Fig. 3: Inferring DNA methylation from high-coverage whole-genome sequencing.
figure 3

a Workflow to benchmark the model performance. Created with BioRender.com. b Pearson and Spearman correlation of DNA methylation at single CpGs with different coverages at CpG island and CpG island shore regions between matched cfDNA WGBS and WGS. Blue bars represent the Pearson correlation coefficient. Orange bars represent the Spearman correlation coefficient. c Scatterplot of DNA methylation level within 1 kb non-overlapped bins (n = 116,133) at CpG island and CpG island shore regions between matched cfDNA WGBS and WGS. The correlation coefficient and p-value is calculated by two sided Pearson correlation test in cor.test function in R. d Heatmap of measured (left panel, cfDNA WGBS, purple) and predicted (right panel, matched cfDNA WGS, black) DNA methylation level at hypermethylated differentially methylated windows (1 kb) characterized in CGI and CGI shore regions (n = 2822). The row orders in both WGBS and WGS datasets were based on the clustering of DNA methylation levels in WGBS only. e Average ground truth (WGBS) and predicted (WGS) DNA methylation level at CpG island promoter regions (n = 17,880) from cancer and healthy individuals. Orange line represents the ground truth from WGBS in the cancer patient. Red line represents the predicted value from WGS in the cancer patient. Green line represents the ground truth from WGBS in the healthy individual. Blue line represents the predicted value from WGS in the healthy individual. f The fraction of cell types that contributed to cfDNA was estimated by matched WGS and WGBS. Red: Neutrophil. Orange: B cell. Yellow: T cell. Blue: Macrophage. Cyan: Erythroblast. Purple: Endothelia vein. Brown: Liver. Gray: Mammary epithelia. Black: Prostate gland. Source data are provided as a Source Data file.

Since DNA methylation in CGI and CGI shore regions are often cell-type-specific, we further estimated the tissue-of-origin in cfDNA by using DNA methylation levels that were measured or predicted using WGBS and WGS, respectively. We found similar tissue-of-origin profiles between predicted and measured methylation levels for each of the individuals in both cancer and healthy conditions (Fig. 3f), which was also largely consistent with other previous tissues-of-origin studies by cfDNA WGBS3,6.

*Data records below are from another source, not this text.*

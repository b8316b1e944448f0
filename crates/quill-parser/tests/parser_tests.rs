//! Integration tests for the Quill parser.

use quill_lexer::Lexer;
use quill_parser::Parser;
use quill_types::ast::{BinOp, ExprKind, Program, StmtKind};
use quill_types::{ErrorCode, SourceFile};

fn parse(source: &str) -> Program {
    let sf = SourceFile::new("test.quill", source);
    let lexed = Lexer::new(&sf).lex();
    assert!(!lexed.errors.has_errors(), "lex errors: {:?}", lexed.errors.errors);
    let result = Parser::new(lexed.tokens, &sf).parse();
    assert!(
        !result.errors.has_errors(),
        "parse errors: {:?}",
        result.errors.errors
    );
    result.program
}

fn parse_errors(source: &str) -> Vec<ErrorCode> {
    let sf = SourceFile::new("test.quill", source);
    let lexed = Lexer::new(&sf).lex();
    let result = Parser::new(lexed.tokens, &sf).parse();
    result.errors.errors.iter().map(|e| e.code).collect()
}

#[test]
fn empty_program() {
    assert!(parse("").statements.is_empty());
}

#[test]
fn var_declaration_with_and_without_initializer() {
    let program = parse("var a = 1; var b;");
    assert_eq!(program.statements.len(), 2);
    match &program.statements[0].kind {
        StmtKind::Var { name, initializer } => {
            assert_eq!(name.name, "a");
            assert!(initializer.is_some());
        }
        other => panic!("expected var, got {other:?}"),
    }
    match &program.statements[1].kind {
        StmtKind::Var { name, initializer } => {
            assert_eq!(name.name, "b");
            assert!(initializer.is_none());
        }
        other => panic!("expected var, got {other:?}"),
    }
}

#[test]
fn arithmetic_precedence() {
    let program = parse("print 1 + 2 * 3;");
    let StmtKind::Print(expr) = &program.statements[0].kind else {
        panic!("expected print");
    };
    let ExprKind::Binary { op, right, .. } = &expr.kind else {
        panic!("expected binary, got {:?}", expr.kind);
    };
    assert_eq!(*op, BinOp::Add);
    // `2 * 3` groups under the addition's right operand.
    assert!(matches!(
        right.kind,
        ExprKind::Binary { op: BinOp::Mul, .. }
    ));
}

#[test]
fn assignment_is_right_associative() {
    let program = parse("a = b = 1;");
    let StmtKind::Expression(expr) = &program.statements[0].kind else {
        panic!("expected expression statement");
    };
    let ExprKind::Assign { target, value } = &expr.kind else {
        panic!("expected assign, got {:?}", expr.kind);
    };
    assert_eq!(target.name, "a");
    assert!(matches!(value.kind, ExprKind::Assign { .. }));
}

#[test]
fn property_assignment_becomes_set() {
    let program = parse("obj.field = 1;");
    let StmtKind::Expression(expr) = &program.statements[0].kind else {
        panic!("expected expression statement");
    };
    match &expr.kind {
        ExprKind::Set { name, .. } => assert_eq!(name.name, "field"),
        other => panic!("expected set, got {other:?}"),
    }
}

#[test]
fn invalid_assignment_target_is_reported() {
    assert_eq!(
        parse_errors("1 + 2 = 3;"),
        vec![ErrorCode::INVALID_ASSIGNMENT_TARGET]
    );
}

#[test]
fn ternary_parses_with_both_branches() {
    let program = parse("print a ? 1 : 2;");
    let StmtKind::Print(expr) = &program.statements[0].kind else {
        panic!("expected print");
    };
    assert!(matches!(expr.kind, ExprKind::Ternary { .. }));
}

#[test]
fn ternary_is_right_associative() {
    let program = parse("print a ? 1 : b ? 2 : 3;");
    let StmtKind::Print(expr) = &program.statements[0].kind else {
        panic!("expected print");
    };
    let ExprKind::Ternary { when_false, .. } = &expr.kind else {
        panic!("expected ternary");
    };
    assert!(matches!(when_false.kind, ExprKind::Ternary { .. }));
}

#[test]
fn fallback_operator_parses() {
    let program = parse("print a ?: 2;");
    let StmtKind::Print(expr) = &program.statements[0].kind else {
        panic!("expected print");
    };
    assert!(matches!(expr.kind, ExprKind::Fallback { .. }));
}

#[test]
fn for_loop_desugars_to_while() {
    let program = parse("for (var i = 0; i < 3; i = i + 1) print i;");
    // Outer block: [var i, while].
    let StmtKind::Block(stmts) = &program.statements[0].kind else {
        panic!("expected block, got {:?}", program.statements[0].kind);
    };
    assert_eq!(stmts.len(), 2);
    assert!(matches!(stmts[0].kind, StmtKind::Var { .. }));
    let StmtKind::While { body, .. } = &stmts[1].kind else {
        panic!("expected while, got {:?}", stmts[1].kind);
    };
    // Loop body: [print, increment].
    let StmtKind::Block(body_stmts) = &body.kind else {
        panic!("expected block body");
    };
    assert_eq!(body_stmts.len(), 2);
    assert!(matches!(body_stmts[0].kind, StmtKind::Print(_)));
    assert!(matches!(body_stmts[1].kind, StmtKind::Expression(_)));
}

#[test]
fn for_loop_with_empty_clauses() {
    let program = parse("for (;;) break;");
    // No initializer and no increment: bare while with a `true` condition.
    let StmtKind::While { condition, body } = &program.statements[0].kind else {
        panic!("expected while, got {:?}", program.statements[0].kind);
    };
    assert!(matches!(condition.kind, ExprKind::BoolLit(true)));
    assert!(matches!(body.kind, StmtKind::LoopControl(_)));
}

#[test]
fn fun_declaration() {
    let program = parse("fun add(a, b) { return a + b; }");
    let StmtKind::Function(decl) = &program.statements[0].kind else {
        panic!("expected function declaration");
    };
    assert_eq!(decl.name.name, "add");
    assert_eq!(decl.params.len(), 2);
    assert!(!decl.is_getter);
}

#[test]
fn anonymous_function_expression() {
    let program = parse("var f = fun (x) { return x; };");
    let StmtKind::Var { initializer, .. } = &program.statements[0].kind else {
        panic!("expected var");
    };
    let ExprKind::Function(f) = &initializer.as_ref().unwrap().kind else {
        panic!("expected function expression");
    };
    assert!(f.name.is_none());
    assert_eq!(f.params.len(), 1);
}

#[test]
fn named_function_expression() {
    let program = parse("var f = fun inner(x) { return inner; };");
    let StmtKind::Var { initializer, .. } = &program.statements[0].kind else {
        panic!("expected var");
    };
    let ExprKind::Function(f) = &initializer.as_ref().unwrap().kind else {
        panic!("expected function expression");
    };
    assert_eq!(f.name.as_ref().unwrap().name, "inner");
}

#[test]
fn class_with_methods_getters_and_class_methods() {
    let program = parse(
        "class Circle < Shape {
            init(r) { this.r = r; }
            area { return 3 * this.r * this.r; }
            class describe() { return \"round\"; }
        }",
    );
    let StmtKind::Class(decl) = &program.statements[0].kind else {
        panic!("expected class declaration");
    };
    assert_eq!(decl.name.name, "Circle");
    assert_eq!(decl.superclass.as_ref().unwrap().name, "Shape");
    assert_eq!(decl.methods.len(), 2);
    assert!(!decl.methods[0].is_getter);
    assert!(decl.methods[1].is_getter);
    assert!(decl.methods[1].params.is_empty());
    assert_eq!(decl.class_methods.len(), 1);
    assert_eq!(decl.class_methods[0].name.name, "describe");
}

#[test]
fn super_access_requires_method_name() {
    let program = parse("class A < B { f() { return super.f(); } }");
    assert!(matches!(program.statements[0].kind, StmtKind::Class(_)));
    assert!(!parse_errors("class A < B { f() { return super; } }").is_empty());
}

#[test]
fn ref_ids_are_unique_and_monotonic() {
    let sf = SourceFile::new("test.quill", "var a = b; print a + b;");
    let lexed = Lexer::new(&sf).lex();
    let result = Parser::new(lexed.tokens, &sf).parse();
    assert!(!result.errors.has_errors());
    // Four reference sites: decl `a`, ref `b`, ref `a`, ref `b`.
    assert_eq!(result.next_ref, 4);
}

#[test]
fn ref_ids_continue_from_given_start() {
    let sf = SourceFile::new("repl", "print x;");
    let lexed = Lexer::new(&sf).lex();
    let result = Parser::with_ref_start(lexed.tokens, &sf, 100).parse();
    assert_eq!(result.next_ref, 101);
    let StmtKind::Print(expr) = &result.program.statements[0].kind else {
        panic!("expected print");
    };
    let ExprKind::Variable(name_ref) = &expr.kind else {
        panic!("expected variable");
    };
    assert_eq!(name_ref.id.0, 100);
}

#[test]
fn error_recovery_reports_multiple_errors() {
    let codes = parse_errors("var = 1; print 2; var x 3;");
    assert!(codes.len() >= 2, "expected at least 2 errors, got {codes:?}");
    assert!(codes.iter().all(|c| *c == ErrorCode::UNEXPECTED_TOKEN));
}

#[test]
fn logical_operators_parse() {
    let program = parse("print a or b and c;");
    let StmtKind::Print(expr) = &program.statements[0].kind else {
        panic!("expected print");
    };
    // `and` binds tighter than `or`.
    let ExprKind::Logical { right, .. } = &expr.kind else {
        panic!("expected logical");
    };
    assert!(matches!(right.kind, ExprKind::Logical { .. }));
}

Deep coverage WGBS and WGS remain costly for routine clinical application. Many publicly available cfDNA WGS datasets are sequenced with shallow coverage (0.1–1X). We sought to determine whether we could predict DNA methylation levels using ultra-low-pass whole-genome sequencing (~0.1X, ULP-WGS). We generated matched ULP-WGS and ultra-low-pass WGBS (~0.1X, ULP-WGBS) of cfDNA from 77 individuals, including healthy donors, breast, and prostate cancer patients (Supplementary Data 13). We examined the methylation level globally and at important regulatory elements, such as CGI promoters, and observed similar average methylation profiles in predicted and measured methylation levels from ULP-WGS and WGBS, respectively (Fig. 4a, b). We also observed the differential methylation level in ULP-WGS at differentially methylated regions detected in ULP-WGBS (Supplementary Fig. 5). Next, we assessed whether methylation levels from ultra-low-pass sequencing could be utilized for the estimation of tissues-of-origin. We downsampled the deep coverage sequencing results and found largely consistent tissue-of-origin estimates with ultra-low-pass sequencing (Supplementary Fig. 6). Finally, we estimated the tissue-of-origin in both ULP-WGS and ULP-WGBS. We found consistent results between the two assays. The fractions of prostate or breast-originated cell types are low in healthy individuals and showed a high correlation with tumor fraction as estimated by copy number variations (ichorCNA) across all samples in both assays (Fig. 4c). These results suggested that the application of FinaleMe to ULP-WGS is consistent with ULP-WGBS for both DNA methylation and tissues-of-origin predictions.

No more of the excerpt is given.